Whew! Looks like you're my first critique in this new system. Let's hope it doesn't fall apart around me and catch fire.

Starting with your organic forms with contour curves, these are largely looking pretty good. There are a few places where you've got a bit of pinching through their midsection and some with swelling that doesn't match the whole "simple sausage" characteristics, but the majority of them do. I assume these are just minor slip-ups, so I'm not to worried about them.

With your actual insect constructions, I think these are looking largely very good. You're doing an excellent job of leveraging a lot of very simple, solid forms to create equally solid feeling complex objects. For the most part, you're adhering to the idea that each form exists tangibly in this three dimensional world, and that as you build them up on top of one another, they need to acknowledge each others' presence in space. You very clearly are developing a strong belief in the idea that the forms you're drawing are all three dimensional - and so a lot of the mistakes we make when we still feel our drawings are flat collections of line on a page are not present.

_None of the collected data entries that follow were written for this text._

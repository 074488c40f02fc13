use crate::{Pose, Transform};
use glam::{Quat, Vec3};

fn assert_approx(actual: f32, expected: f32) {
    let diff = (actual - expected).abs();
    assert!(
        diff <= 1.0e-5,
        "expected {expected}, got {actual} (diff {diff})"
    );
}

#[test]
fn compose_with_inverse_is_identity() {
    let t = Transform::new(
        Vec3::new(1.0, 2.0, 3.0),
        Quat::from_rotation_z(0.5),
        Vec3::ONE,
    );
    assert!(t.compose(&t.inverse()).is_identity(1.0e-5));
    assert!(t.inverse().compose(&t).is_identity(1.0e-5));
}

#[test]
fn relative_to_recovers_the_applied_delta() {
    let base = Transform::new(Vec3::new(4.0, 0.0, 1.0), Quat::from_rotation_y(1.2), Vec3::ONE);
    let delta = Transform::new(Vec3::new(0.0, 1.0, 0.0), Quat::from_rotation_x(0.3), Vec3::ONE);
    let moved = base.compose(&delta);
    let recovered = moved.relative_to(&base);

    assert!(recovered.translation.abs_diff_eq(delta.translation, 1.0e-5));
    assert_approx(recovered.rotation.dot(delta.rotation).abs(), 1.0);
}

#[test]
fn accumulation_takes_the_shortest_rotation() {
    let q = Quat::from_rotation_z(0.8);
    let mut sum = Transform::ZERO;
    sum.accumulate_weighted(&Transform::from_rotation(q), 0.5);
    sum.accumulate_weighted(&Transform::from_rotation(-q), 0.5);
    sum.normalize_rotation();

    assert_approx(sum.rotation.dot(q), 1.0);
    assert!(sum.scale.abs_diff_eq(Vec3::ONE, 1.0e-6));
}

#[test]
fn zero_rotation_normalizes_to_identity() {
    let mut t = Transform::ZERO;
    t.normalize_rotation();
    assert_eq!(t.rotation, Quat::IDENTITY);
}

#[test]
fn lerp_halfway_mixes_translation_and_rotation() {
    let a = Transform::IDENTITY;
    let b = Transform::new(Vec3::new(2.0, 0.0, 0.0), Quat::from_rotation_z(1.0), Vec3::splat(3.0));
    let mid = a.lerp(&b, 0.5);
    assert_approx(mid.translation.x, 1.0);
    assert_approx(mid.scale.x, 2.0);
    assert_approx(mid.rotation.dot(Quat::from_rotation_z(0.5)).abs(), 1.0);
}

#[test]
fn pose_accumulation_falls_back_for_missing_bones() {
    let fallback = Pose::new(vec![
        Transform::from_translation(Vec3::X),
        Transform::from_translation(Vec3::Y),
    ]);
    let partial = Pose::new(vec![Transform::from_translation(Vec3::Z)]);

    let mut out = Pose::zeroed(2);
    out.accumulate_weighted(&partial, &fallback, 1.0);
    out.normalize_rotations();

    assert!(out.bones[0].translation.abs_diff_eq(Vec3::Z, 1.0e-6));
    assert!(out.bones[1].translation.abs_diff_eq(Vec3::Y, 1.0e-6));
    assert_eq!(out.len(), 2);
    assert!(Pose::identity(0).is_empty());
}

#[test]
fn additive_layer_scales_the_delta_by_weight() {
    let base = Transform::new(Vec3::new(1.0, 0.0, 0.0), Quat::IDENTITY, Vec3::splat(2.0));
    let delta = Transform::new(
        Vec3::new(0.0, 4.0, 0.0),
        Quat::from_rotation_z(1.0),
        Vec3::splat(3.0),
    );

    let half = base.apply_additive(&delta, 0.5);
    assert_approx(half.translation.x, 1.0);
    assert_approx(half.translation.y, 2.0);
    assert_approx(half.scale.x, 4.0);
    assert_approx(half.rotation.angle_between(Quat::from_rotation_z(0.5)), 0.0);

    let none = base.apply_additive(&delta, 0.0);
    assert!(none.translation.abs_diff_eq(base.translation, 1.0e-6));
    assert!(none.scale.abs_diff_eq(base.scale, 1.0e-6));
}

#[test]
fn additive_pose_leaves_bones_it_lacks() {
    let mut pose = Pose::new(vec![Transform::IDENTITY; 2]);
    let delta = Pose::new(vec![Transform::from_translation(Vec3::X)]);
    pose.apply_additive(&delta, 1.0);
    assert_approx(pose.bones[0].translation.x, 1.0);
    assert_approx(pose.bones[1].translation.x, 0.0);
}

I'm especially pleased with how you make a note of wrapping forms around one another, and how along the bodies of your ants and wasps and other critters that have a lot of interlocking segmentation, those pieces of carapace all fit together quite believably.

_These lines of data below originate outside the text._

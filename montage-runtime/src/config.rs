use crate::{BlendCurve, Error};

/// Which montages feed the root-motion accumulator.
#[derive(Copy, Clone, Debug, Default, PartialEq, Eq)]
pub enum RootMotionMode {
    /// Root motion is left in the pose and never extracted.
    NoExtraction,
    /// Extracted from the pose but discarded.
    IgnoreRootMotion,
    /// Every contributing montage, weighted by montage weight and slot global weight.
    RootMotionFromEverything,
    /// Montages only, weighted by montage weight.
    #[default]
    RootMotionFromMontagesOnly,
}

impl RootMotionMode {
    pub(crate) fn extracts(self) -> bool {
        !matches!(self, RootMotionMode::NoExtraction)
    }

    pub(crate) fn queues_requests(self) -> bool {
        matches!(
            self,
            RootMotionMode::RootMotionFromEverything | RootMotionMode::RootMotionFromMontagesOnly
        )
    }
}

#[derive(Clone, Debug, PartialEq)]
pub struct RuntimeConfig {
    /// Seed of the notify trigger-chance stream. Same seed, same sequence of drops.
    pub notify_seed: u64,
    /// Headless instances drop client-only notifies.
    pub dedicated_server: bool,
    pub root_motion_mode: RootMotionMode,
    /// Used by montages that do not carry their own blend curve.
    pub default_blend_curve: BlendCurve,
}

impl Default for RuntimeConfig {
    fn default() -> Self {
        Self {
            notify_seed: 0,
            dedicated_server: false,
            root_motion_mode: RootMotionMode::default(),
            default_blend_curve: BlendCurve::Linear,
        }
    }
}

impl RuntimeConfig {
    pub fn validate(&self) -> Result<(), Error> {
        self.default_blend_curve.validate()
    }

    #[cfg(feature = "json")]
    pub fn from_json_str(s: &str) -> Result<Self, Error> {
        crate::json::runtime_config_from_json_str(s)
    }
}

One thing I noticed - and it's a very minor point - is that on drawings like the weevil, you've got a lot of little contour lines set along the lengths of your leg segments, and along the guy's nose. These contour lines don't really contribute a whole lot, and I feel that you're adding them out of the feeling that "i'm supposed to put these here" without entirely thinking about whether or not they're of any benefit. The more important contour lines will always be those that define the connection and relationship between forms (like those at the joints between the leg segments), and often they do enough to make the forms feel solid and 3D. With that already accomplished, there's no need for additional contour lines.

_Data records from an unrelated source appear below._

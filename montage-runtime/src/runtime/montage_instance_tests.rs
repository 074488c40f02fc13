use crate::runtime::MontageInstance;
use crate::{
    BlendCurve, CompositeSection, Error, MontageData, NotifyEvent, RootMotionKey,
    RootMotionTrack, SyncMarker, Transform,
};
use glam::Vec3;
use std::sync::Arc;

fn assert_approx(actual: f32, expected: f32) {
    let diff = (actual - expected).abs();
    assert!(
        diff <= 1.0e-5,
        "expected {expected}, got {actual} (diff {diff})"
    );
}

fn instance(montage: MontageData) -> MontageInstance {
    MontageInstance::new(Arc::new(montage), BlendCurve::Linear)
}

fn three_sections(length: f32) -> MontageData {
    MontageData::new("combo", length)
        .with_blend_times(0.0, 0.25)
        .with_sections(vec![
            CompositeSection::new("windup", 0.0),
            CompositeSection::new("swing", 1.0),
            CompositeSection::new("recover", 2.0),
        ])
}

#[test]
fn blend_in_is_linear_by_default() {
    let mut inst = instance(MontageData::new("wave", 2.0).with_blend_times(0.2, 0.2));
    inst.play(1.0);
    assert_approx(inst.weight(), 0.0);
    assert_approx(inst.desired_weight(), 1.0);

    assert!(!inst.update_weight(0.1));
    assert_approx(inst.weight(), 0.5);
    assert!(!inst.update_weight(0.1));
    assert_approx(inst.weight(), 1.0);
    assert_approx(inst.previous_weight(), 0.5);
}

#[test]
fn eased_curve_changes_the_intermediate_weight_only() {
    let mut montage = MontageData::new("wave", 2.0).with_blend_times(0.2, 0.2);
    montage.blend_curve = Some(BlendCurve::EaseIn);
    let mut inst = MontageInstance::new(Arc::new(montage), BlendCurve::Linear);
    inst.play(1.0);
    inst.update_weight(0.1);
    assert_approx(inst.weight(), 0.25);
    inst.update_weight(0.1);
    assert_approx(inst.weight(), 1.0);
}

#[test]
fn blend_out_completes_within_ceil_of_duration_over_delta() {
    for (blend_out, delta) in [(0.2f32, 0.1f32), (0.25, 1.0 / 60.0), (0.5, 0.12), (0.3, 0.1)] {
        let mut inst = instance(MontageData::new("fade", 5.0).with_blend_times(0.0, blend_out));
        inst.play(1.0);
        inst.force_weight_for_tests(0.01, 1.0);
        assert!(inst.stop(blend_out, true));

        let updates = (blend_out / delta).ceil() as usize;
        for step in 0..updates {
            assert!(inst.is_active(), "removed early at step {step} ({blend_out}/{delta})");
            inst.update_weight(delta);
        }
        assert!(!inst.is_active(), "still active after {updates} updates ({blend_out}/{delta})");
        assert!(inst.is_blend_complete());

        assert!(inst.update_weight(delta));
        assert!(!inst.is_active());
        assert_approx(inst.weight(), 0.0);
    }
}

#[test]
fn stop_is_cooperative_and_repeated_stops_only_shorten() {
    let mut inst = instance(MontageData::new("fade", 5.0).with_blend_times(0.0, 1.0));
    inst.play(1.0);
    assert_approx(inst.weight(), 1.0);

    assert!(inst.stop(1.0, true));
    assert_approx(inst.desired_weight(), 0.0);
    assert!(inst.is_active());
    assert!(inst.is_blending_out());
    assert!(inst.was_interrupted());

    inst.update_weight(0.5);
    assert_approx(inst.weight(), 0.5);

    assert!(!inst.stop(2.0, true));
    inst.update_weight(0.25);
    assert_approx(inst.weight(), 0.25);

    assert!(!inst.stop(0.0, true));
    assert_approx(inst.weight(), 0.0);
    assert!(!inst.is_playing());
    assert!(inst.update_weight(0.0));
}

#[test]
fn set_desired_weight_uses_blend_out_time_when_lowering() {
    let mut inst = instance(MontageData::new("lean", 5.0).with_blend_times(0.0, 0.4));
    inst.play(1.0);
    inst.set_desired_weight(0.5);
    inst.update_weight(0.2);
    assert_approx(inst.weight(), 0.75);
    inst.update_weight(0.2);
    assert_approx(inst.weight(), 0.5);
    assert!(inst.is_active());
}

#[test]
fn advance_scales_by_play_rate_and_is_a_no_op_when_paused() {
    let mut inst = instance(MontageData::new("run", 2.0).with_blend_times(0.0, 0.25));
    inst.play(2.0);
    inst.advance(0.25);
    assert_approx(inst.position(), 0.5);

    inst.pause();
    let outcome = inst.advance(0.25);
    assert_approx(inst.position(), 0.5);
    assert!(outcome.markers.is_empty());
    assert!(!outcome.auto_blend_out);

    inst.resume();
    inst.set_play_rate(1.0);
    inst.advance(0.25);
    assert_approx(inst.position(), 0.75);
}

#[test]
fn markers_are_reported_earliest_first() {
    let montage = MontageData::new("steps", 2.0)
        .with_blend_times(0.0, 0.25)
        .with_marker(SyncMarker::new("b", 0.3))
        .with_marker(SyncMarker::new("late", 0.9))
        .with_marker(SyncMarker::new("a", 0.1));
    let mut inst = instance(montage);
    inst.play(1.0);

    let names = |outcome: &crate::runtime::AdvanceOutcome| {
        outcome
            .markers
            .iter()
            .map(|m| m.name.clone())
            .collect::<Vec<_>>()
    };
    assert_eq!(names(&inst.advance(0.5)), ["a", "b"]);
    assert_eq!(names(&inst.advance(0.5)), ["late"]);
}

#[test]
fn reverse_play_reports_markers_in_traversal_order() {
    let montage = MontageData::new("steps", 2.0)
        .with_blend_times(0.0, 0.25)
        .with_marker(SyncMarker::new("left", 0.6))
        .with_marker(SyncMarker::new("right", 0.9));
    let mut inst = instance(montage);
    inst.play(-1.0);
    inst.set_position(1.0);

    let outcome = inst.advance(0.5);
    assert_approx(inst.position(), 0.5);
    let names: Vec<_> = outcome.markers.iter().map(|m| m.name.as_str()).collect();
    assert_eq!(names, ["right", "left"]);
}

#[test]
fn self_linked_section_loops() {
    let montage = MontageData::new("loop", 2.0)
        .with_blend_times(0.0, 0.25)
        .with_sections(vec![
            CompositeSection::new("intro", 0.0).with_next("loop"),
            CompositeSection::new("loop", 1.0).with_next("loop"),
        ]);
    let mut inst = instance(montage);
    inst.play(1.0);

    inst.advance(1.5);
    assert_approx(inst.position(), 1.5);
    assert_eq!(inst.current_section(), Some("loop"));

    for _ in 0..10 {
        let outcome = inst.advance(1.0);
        assert!(!outcome.auto_blend_out);
    }
    assert_approx(inst.position(), 1.5);
    assert!(inst.is_playing());
    assert!(!inst.is_blending_out());
}

#[test]
fn final_section_blends_out_automatically_then_stops_at_the_end() {
    let mut inst = instance(MontageData::new("once", 1.0).with_blend_times(0.0, 0.25));
    inst.play(1.0);

    let outcome = inst.advance(0.8);
    assert!(outcome.auto_blend_out);
    assert!(inst.is_blending_out());
    assert!(!inst.was_interrupted());
    assert!(inst.is_playing());

    let outcome = inst.advance(0.5);
    assert!(outcome.auto_blend_out);
    assert_approx(inst.position(), 1.0);
    assert!(!inst.is_playing());
}

#[test]
fn explicit_trigger_time_overrides_blend_out() {
    let mut montage = MontageData::new("once", 2.0).with_blend_times(0.0, 0.25);
    montage.blend_out_trigger_time = Some(1.0);
    let mut inst = instance(montage);
    inst.play(1.0);

    assert!(!inst.advance(0.9).auto_blend_out);
    assert!(inst.advance(0.2).auto_blend_out);
    assert!(inst.is_blending_out());
}

#[test]
fn unknown_section_jump_leaves_state_unchanged() {
    let mut inst = instance(three_sections(3.0));
    inst.play(1.0);
    inst.advance(0.5);

    let err = inst.jump_to_section("missing").unwrap_err();
    assert!(matches!(err, Error::InvalidSection { ref section, .. } if section == "missing"));
    assert_approx(inst.position(), 0.5);
    assert_eq!(inst.current_section(), Some("windup"));

    assert!(inst.jump_to_section_end("missing").is_err());
    assert_approx(inst.position(), 0.5);
}

#[test]
fn section_jumps_land_on_start_and_just_before_end() {
    let mut inst = instance(three_sections(3.0));
    inst.play(1.0);

    inst.jump_to_section("recover").unwrap();
    assert_approx(inst.position(), 2.0);
    assert_eq!(inst.current_section(), Some("recover"));

    inst.jump_to_section_end("swing").unwrap();
    assert_approx(inst.position(), 2.0 - 1.0e-4);
    assert_eq!(inst.current_section(), Some("swing"));
}

#[test]
fn jump_while_blending_out_plays_again() {
    let mut inst = instance(three_sections(3.0));
    inst.play(1.0);
    inst.stop(0.5, true);
    assert!(inst.is_blending_out());

    inst.jump_to_section("swing").unwrap();
    assert!(!inst.is_blending_out());
    assert!(inst.is_playing());
    assert_approx(inst.desired_weight(), 1.0);
}

#[test]
fn set_next_section_relinks_playback() {
    let mut inst = instance(three_sections(3.0));
    inst.play(1.0);
    assert_eq!(inst.next_section("windup"), None);

    inst.set_next_section("windup", Some("recover")).unwrap();
    assert_eq!(inst.next_section("windup"), Some("recover"));

    inst.advance(1.25);
    assert_approx(inst.position(), 2.25);
    assert_eq!(inst.current_section(), Some("recover"));

    assert!(matches!(
        inst.set_next_section("windup", Some("nowhere")),
        Err(Error::InvalidSection { .. })
    ));
    assert_eq!(inst.next_section("windup"), Some("recover"));
}

#[test]
fn one_shots_fire_once_and_states_fire_while_overlapping() {
    let montage = MontageData::new("swing", 2.0)
        .with_blend_times(0.0, 0.25)
        .with_notify(NotifyEvent::one_shot("hit", 0.5))
        .with_notify(NotifyEvent::state("trail", 0.2, 0.6));
    let mut inst = instance(montage);
    inst.play(1.0);

    let names = |inst: &mut MontageInstance, delta: f32| {
        inst.advance(delta)
            .notifies
            .iter()
            .map(|n| n.name.clone())
            .collect::<Vec<_>>()
    };
    assert_eq!(names(&mut inst, 0.3), ["trail"]);
    assert_eq!(names(&mut inst, 0.3), ["hit", "trail"]);
    assert_eq!(names(&mut inst, 0.5), ["trail"]);
    assert!(names(&mut inst, 0.5).is_empty());
}

#[test]
fn root_motion_is_extracted_per_advance() {
    let track = RootMotionTrack::new(vec![
        RootMotionKey {
            time: 0.0,
            transform: Transform::IDENTITY,
        },
        RootMotionKey {
            time: 2.0,
            transform: Transform::from_translation(Vec3::new(4.0, 0.0, 0.0)),
        },
    ]);
    let montage = MontageData::new("dash", 2.0)
        .with_blend_times(0.0, 0.25)
        .with_root_motion(track);
    let mut inst = instance(montage);
    inst.play(1.0);

    let outcome = inst.advance(0.5);
    let motion = outcome.root_motion.expect("root motion");
    assert_approx(motion.translation.x, 1.0);

    assert!(inst.advance_with(0.5, false).root_motion.is_none());
    assert_approx(inst.position(), 1.0);
}

#[test]
fn follower_without_shared_markers_takes_the_leader_position_and_rate() {
    let mut leader = instance(three_sections(3.0));
    leader.play(1.5);
    leader.set_next_section("swing", Some("swing")).unwrap();
    leader.advance(0.8);

    let mut follower = instance(three_sections(3.0));
    follower.play(1.0);
    follower.advance(0.1);

    follower.sync_to_leader(&leader.sync_leader_state());
    assert_approx(follower.position(), 1.2);
    assert_approx(follower.play_rate(), 1.5);
    assert_eq!(follower.current_section(), Some("swing"));
    assert_eq!(follower.next_section("swing"), Some("swing"));
}

#[test]
fn follower_sharing_markers_realigns_only_on_crossings() {
    let mut leader = instance(
        MontageData::new("walk", 1.0)
            .with_blend_times(0.0, 0.25)
            .with_marker(SyncMarker::new("left_foot", 0.5)),
    );
    let mut follower = instance(
        MontageData::new("walk_upper", 4.0)
            .with_blend_times(0.0, 0.25)
            .with_marker(SyncMarker::new("left_foot", 2.0)),
    );
    leader.play(1.0);
    follower.play(1.0);

    leader.advance(0.4);
    follower.advance(0.3);
    let mut state = leader.sync_leader_state();
    follower.sync_to_leader(&state);
    assert_approx(follower.position(), 0.3);

    state.markers = leader.advance(0.2).markers;
    follower.advance(0.2);
    state.position = leader.position();
    follower.sync_to_leader(&state);
    assert_approx(follower.position(), 2.1);
}

#[test]
fn zero_blend_out_at_the_end_snaps_weight_inside_advance() {
    let mut inst = instance(MontageData::new("cut", 1.0).with_blend_times(0.0, 0.0));
    inst.play(1.0);
    assert_approx(inst.weight(), 1.0);

    let outcome = inst.advance(1.0);
    assert!(outcome.auto_blend_out);
    assert_approx(inst.weight(), 0.0);
    assert!(inst.is_active());
    assert!(inst.update_weight(0.1));
}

To that point, I do think there are still a number of places where your use of the sausage method. Keep in mind that, as shown in that diagram, we want to stick to using simple sausage forms above all else - no pinching through their midsections, no uneven forms, etc. We can always come back and wrap further masses around them after the fact, as demonstrated along the bottom half of this quick demo I did for another student.

This will continue to be very important, as we continue to utilize this technique in the animals lesson.

Anyway, your construction is largely still looking quite good, and I'm noticing that your use of texture and approach to detail is developing nicely. This is actually a topic I rewrote for lesson 2 along with this whole website update. You'll find the new material here, and I recommend you give it a quick once over. I think the section on form shading (and specifically how we implement it within the context of these lessons) will help a fair bit.

You're doing a good job. I'll go ahead and mark this lesson as complete, so feel free to move onto lesson 5.

Next Steps:

Move onto Lesson 5.

This critique marks this lesson as complete.
11:48 PM, Sunday February 2nd 2020

Oh wow first on the new platform, that's a huge honor! Thank you very much for the feedback, I'll go through the updated lesson 2; shading is certainly something that I'd like to work on.

Again much appreciated for all your hard work, it's been a long time since I've felt so good about creating art.